Riding a bus has never been so easy

HopOn smart mobile payment and ticketing platform for public transport takes the simplification of ticketing to a new level.

The passenger shows the driver a secret code from HopOn.

The passenger shows the driver a secret code from HopOn.

In any city in the world, we have all had the experience of catching a bus, subway or train only to find we don’t the right change. An Israeli startup is stepping in and solving this problem by collecting fares automatically.

HopOn, based in Tel Aviv, is a company of 12 people who plan to change the way people use public transport by offering a smart mobile payment and ticketing platform.

The HopOn logo is displayed outside the bus so passengers know they can pay via smartphone app.

The HopOn logo is displayed outside the bus so passengers know they can pay via smartphone app.

In Israel, HopOn has inserted beacons in 2,000 buses and soon at bike stations and other transportation hubs. Some 10,000 users have installed the app, allowing them to hop on a bus or bike without worrying about how to pay.

For bus operators, this means no more collecting fees person by person, freeing up drivers’ hands and minds to focus on the road. For riders, it means no more line-ups to pay, and more freedom to use the services meant to help us move through cities.

Company CEO Ofer Sinai tells ISRAEL21c that existing automated payment technologies are tethered to hardware and customers need to tap a device with a smart card, which runs on NFC (near field communication).

The hardware is expensive, he says, and you have to check in one by one. Plus, you have to obtain the card. Using HopOn, users’ tickets are validated automatically through a smartphone once they get onto their ride –– through the front door or back. No lines necessary.

http://youtu.be/ioSEthx8aXs

In Tel Aviv, the company is working intensively with regulators and with the public bus operator Dan to ensure that customers get a secure and satisfactory experience whether on the bus or through the Tel-O-Fun  pay-as-you-go public bike system.

HopOn’s small beacons connect to your smartphone via ultrasound from the vehicle’s GPS system, effortlessly pairing the passenger with a location-based fee.

“We have pay-as-you-go options or pre-paid tickets,” says Sinai. “This is our added value. Even if you didn’t buy the right tickets –– don’t worry, you won’t be charged for what you didn’t use.”

Bus drivers who are part of the HopOn system, indicated to riders with a HopOn logo outside the vehicle, are trained on how to accept this novel form of payment. For now the drivers inspect a “secret code” image provided to them via the HopOn screen on the rider’s mobile device.

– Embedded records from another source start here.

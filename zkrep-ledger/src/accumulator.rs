//! Global state trees, epoch trees and sign-up records.

use std::collections::{BTreeMap, BTreeSet};

use ethers::types::Address;
use serde::{Deserialize, Serialize};
use tracing::debug;
use zkrep_common::{hash::USER_STATE_DOMAIN, hash_fields, hash_left_right, FieldElement};

use crate::error::LedgerError;
use crate::tree::{sparse_merkle_root, IncrementalMerkleTree};
use crate::types::{
    Attestation, AttestationKind, AttestationRecord, Epoch, EpochKey, ProtocolConfig,
    GENESIS_EPOCH,
};

/// GST leaf committing to a fresh sign-up.
pub fn signup_leaf(commitment: &FieldElement, attester_id: u64, airdrop: u64) -> FieldElement {
    let user_state = hash_fields(
        USER_STATE_DOMAIN,
        &[FieldElement::from(attester_id), FieldElement::from(airdrop)],
    );
    hash_left_right(commitment, &user_state)
}

/// Aggregated attestations received by one epoch key in one epoch.
#[derive(Clone, Debug, Default, PartialEq, Eq, Serialize, Deserialize)]
#[serde(rename_all = "camelCase")]
pub struct EpochTreeBucket {
    pub pos_rep: u128,
    pub neg_rep: u128,
    pub graffiti: FieldElement,
    pub sign_up: bool,
    pub hash_chain: FieldElement,
    pub attestations: Vec<AttestationRecord>,
}

impl EpochTreeBucket {
    pub fn net_reputation(&self) -> i128 {
        self.pos_rep as i128 - self.neg_rep as i128
    }

    /// Epoch tree leaf value once the epoch is sealed.
    pub fn sealed_hash_chain(&self) -> FieldElement {
        hash_left_right(&FieldElement::one(), &self.hash_chain)
    }

    fn fold(&mut self, record: AttestationRecord) {
        let attestation = &record.attestation;
        self.pos_rep += attestation.pos_rep as u128;
        self.neg_rep += attestation.neg_rep as u128;
        if !attestation.graffiti.is_zero() {
            self.graffiti = attestation.graffiti;
        }
        self.sign_up |= attestation.sign_up;
        self.hash_chain = hash_left_right(&attestation.hash(), &self.hash_chain);
        self.attestations.push(record);
    }
}

/// Accumulators of a single epoch.
#[derive(Clone, Debug, PartialEq, Eq, Serialize, Deserialize)]
#[serde(rename_all = "camelCase")]
pub struct EpochState {
    pub gst: IncrementalMerkleTree,
    /// Every root the GST has had during this epoch.
    pub gst_roots: BTreeSet<FieldElement>,
    pub epoch_tree: BTreeMap<EpochKey, EpochTreeBucket>,
    /// Epoch tree root, set when the epoch ends.
    pub sealed_root: Option<FieldElement>,
}

impl EpochState {
    fn new(gst_depth: u32) -> Self {
        Self {
            gst: IncrementalMerkleTree::new(gst_depth),
            gst_roots: BTreeSet::new(),
            epoch_tree: BTreeMap::new(),
            sealed_root: None,
        }
    }

    pub fn is_sealed(&self) -> bool {
        self.sealed_root.is_some()
    }
}

#[derive(Clone, Debug, PartialEq, Eq, Serialize, Deserialize)]
#[serde(rename_all = "camelCase")]
pub struct SignUpRecord {
    pub commitment: FieldElement,
    pub epoch: Epoch,
    pub attester_id: u64,
    pub airdrop: u64,
    pub leaf: FieldElement,
    pub leaf_index: u64,
}

/// The reconstructed accumulator state of one protocol instance.
#[derive(Clone, Debug, PartialEq, Eq, Serialize, Deserialize)]
#[serde(rename_all = "camelCase")]
pub struct AccumulatorState {
    config: ProtocolConfig,
    current_epoch: Epoch,
    epochs: BTreeMap<Epoch, EpochState>,
    #[serde(with = "serde_pairs")]
    signups: BTreeMap<FieldElement, SignUpRecord>,
}

impl AccumulatorState {
    pub fn new(config: ProtocolConfig) -> Self {
        let mut epochs = BTreeMap::new();
        epochs.insert(GENESIS_EPOCH, EpochState::new(config.gst_depth));
        Self {
            config,
            current_epoch: GENESIS_EPOCH,
            epochs,
            signups: BTreeMap::new(),
        }
    }

    pub fn config(&self) -> &ProtocolConfig {
        &self.config
    }

    pub fn current_epoch(&self) -> Epoch {
        self.current_epoch
    }

    pub fn epoch(&self, epoch: Epoch) -> Option<&EpochState> {
        self.epochs.get(&epoch)
    }

    pub fn epochs(&self) -> impl Iterator<Item = (&Epoch, &EpochState)> {
        self.epochs.iter()
    }

    // ------------------------------------------------------------------
    // Global state tree
    // ------------------------------------------------------------------

    /// Whether `root` was ever the GST root during `epoch`.
    pub fn root_is_known(&self, root: &FieldElement, epoch: Epoch) -> bool {
        self.epochs
            .get(&epoch)
            .map(|state| state.gst_roots.contains(root))
            .unwrap_or(false)
    }

    pub fn root_known_in_any_epoch(&self, root: &FieldElement) -> bool {
        self.epochs.values().any(|state| state.gst_roots.contains(root))
    }

    /// Appends `leaf` to the GST of `epoch` and returns the new root.
    pub fn insert_leaf(&mut self, epoch: Epoch, leaf: FieldElement) -> Result<FieldElement, LedgerError> {
        let depth = self.config.gst_depth;
        let state = self
            .epochs
            .get_mut(&epoch)
            .ok_or(LedgerError::UnknownEpoch(epoch))?;
        let root = state
            .gst
            .insert(leaf)
            .ok_or(LedgerError::TreeFull { epoch, depth })?;
        state.gst_roots.insert(root);
        debug!(epoch, leaves = state.gst.len(), %root, "gst leaf inserted");
        Ok(root)
    }

    pub fn gst_root(&self, epoch: Epoch) -> Option<FieldElement> {
        self.epochs.get(&epoch).map(|state| state.gst.root())
    }

    pub fn gst_leaves(&self, epoch: Epoch) -> &[FieldElement] {
        self.epochs
            .get(&epoch)
            .map(|state| state.gst.leaves())
            .unwrap_or(&[])
    }

    /// Epoch whose GST contains `leaf`, searching newest first.
    pub fn epoch_of_leaf(&self, leaf: &FieldElement) -> Option<Epoch> {
        self.epochs
            .iter()
            .rev()
            .find(|(_, state)| state.gst.leaves().contains(leaf))
            .map(|(epoch, _)| *epoch)
    }

    // ------------------------------------------------------------------
    // Epoch trees
    // ------------------------------------------------------------------

    pub fn is_sealed(&self, epoch: Epoch) -> bool {
        self.epochs
            .get(&epoch)
            .map(EpochState::is_sealed)
            .unwrap_or(false)
    }

    pub fn sealed_epoch_tree_root(&self, epoch: Epoch) -> Option<FieldElement> {
        self.epochs.get(&epoch).and_then(|state| state.sealed_root)
    }

    pub fn epoch_tree_bucket(&self, epoch: Epoch, key: &EpochKey) -> Option<&EpochTreeBucket> {
        self.epochs
            .get(&epoch)
            .and_then(|state| state.epoch_tree.get(key))
    }

    /// Epoch keys that received at least one attestation in `epoch`.
    pub fn epoch_keys(&self, epoch: Epoch) -> Vec<EpochKey> {
        self.epochs
            .get(&epoch)
            .map(|state| state.epoch_tree.keys().copied().collect())
            .unwrap_or_default()
    }

    pub fn attestations(&self, epoch: Epoch, key: &EpochKey) -> &[AttestationRecord] {
        self.epoch_tree_bucket(epoch, key)
            .map(|bucket| bucket.attestations.as_slice())
            .unwrap_or(&[])
    }

    /// Adds an attestation to the bucket of `key` in an unsealed epoch.
    pub fn fold_attestation(
        &mut self,
        epoch: Epoch,
        key: EpochKey,
        kind: AttestationKind,
        attester: Address,
        attestation: Attestation,
    ) -> Result<&EpochTreeBucket, LedgerError> {
        if key.leaf_index(self.config.epoch_tree_depth).is_none() {
            return Err(LedgerError::EpochKeyOutOfRange(key));
        }
        let state = self
            .epochs
            .get_mut(&epoch)
            .ok_or(LedgerError::UnknownEpoch(epoch))?;
        if state.is_sealed() {
            return Err(LedgerError::SealedEpochWrite(epoch));
        }
        let bucket = state.epoch_tree.entry(key).or_default();
        bucket.fold(AttestationRecord {
            kind,
            attester,
            attestation,
        });
        Ok(bucket)
    }

    /// Seals the current epoch's tree, opens the next epoch, and returns the sealed root.
    pub fn seal_current_epoch(&mut self) -> Result<FieldElement, LedgerError> {
        let epoch = self.current_epoch;
        let depth = self.config.epoch_tree_depth;
        let state = self
            .epochs
            .get_mut(&epoch)
            .ok_or(LedgerError::UnknownEpoch(epoch))?;
        if state.is_sealed() {
            return Err(LedgerError::SealedEpochWrite(epoch));
        }

        let mut leaves = BTreeMap::new();
        for (key, bucket) in &state.epoch_tree {
            let index = key
                .leaf_index(depth)
                .ok_or(LedgerError::EpochKeyOutOfRange(*key))?;
            leaves.insert(index, bucket.sealed_hash_chain());
        }
        let root = sparse_merkle_root(depth, &leaves);
        state.sealed_root = Some(root);

        self.current_epoch = epoch + 1;
        self.epochs
            .insert(self.current_epoch, EpochState::new(self.config.gst_depth));
        debug!(epoch, keys = leaves.len(), %root, "epoch sealed");
        Ok(root)
    }

    // ------------------------------------------------------------------
    // Sign-ups
    // ------------------------------------------------------------------

    pub fn signup(&self, commitment: &FieldElement) -> Option<&SignUpRecord> {
        self.signups.get(commitment)
    }

    pub fn signups(&self) -> impl Iterator<Item = &SignUpRecord> {
        self.signups.values()
    }

    pub fn record_signup(&mut self, record: SignUpRecord) {
        self.signups.insert(record.commitment, record);
    }
}

/// Serializes maps whose keys are not strings as a list of `[key, value]` pairs.
mod serde_pairs {
    use std::collections::BTreeMap;

    use serde::{Deserialize, Deserializer, Serialize, Serializer};

    pub fn serialize<K, V, S>(map: &BTreeMap<K, V>, serializer: S) -> Result<S::Ok, S::Error>
    where
        K: Serialize,
        V: Serialize,
        S: Serializer,
    {
        serializer.collect_seq(map.iter())
    }

    pub fn deserialize<'de, K, V, D>(deserializer: D) -> Result<BTreeMap<K, V>, D::Error>
    where
        K: Deserialize<'de> + Ord,
        V: Deserialize<'de>,
        D: Deserializer<'de>,
    {
        let pairs = Vec::<(K, V)>::deserialize(deserializer)?;
        Ok(pairs.into_iter().collect())
    }
}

For people concerned about privacy, you can’t pay with Bitcoin just yet, but PayPal is an option and certain profile information can be kept anonymous.

A bus ticket to Monaco?

After Israel, the firm plans to take on the French market through a business lead in Monaco. HopOn has a local contact in New Jersey and is negotiating to start something in the United States, but the next market seems to be closer in Europe, Sinai tells ISRAEL21c.

HopOn was founded in 2013 and has raised $700,000 to date from a strategic investor. It is currently in a negotiating cycle with several venture capital firms with the aim of raising $5 million.

The next step for HopOn in Israel is to ramp up use –– to reach a bigger number of the country’s million and a half public-transport passengers every day.

It is also collaborating with other public transport app companies like Moovit. This popular Israeli app is like Waze for public transportation.

HopOn also plans on connecting to trip planners to help people get from Point A to Point B as quickly and easily as possible.

Sinai came onto the idea, with his partner David Mezuman, after many years of commuting between the cities of Tel Aviv and Petah Tikva in Israel. They felt it was ridiculous to have to fish for small change in order to get home. In true Israeli spirit, they didn’t just complain about a problem but resolved to do something about it for the sake of so many other commuters.

All aboard?

Click here for more information.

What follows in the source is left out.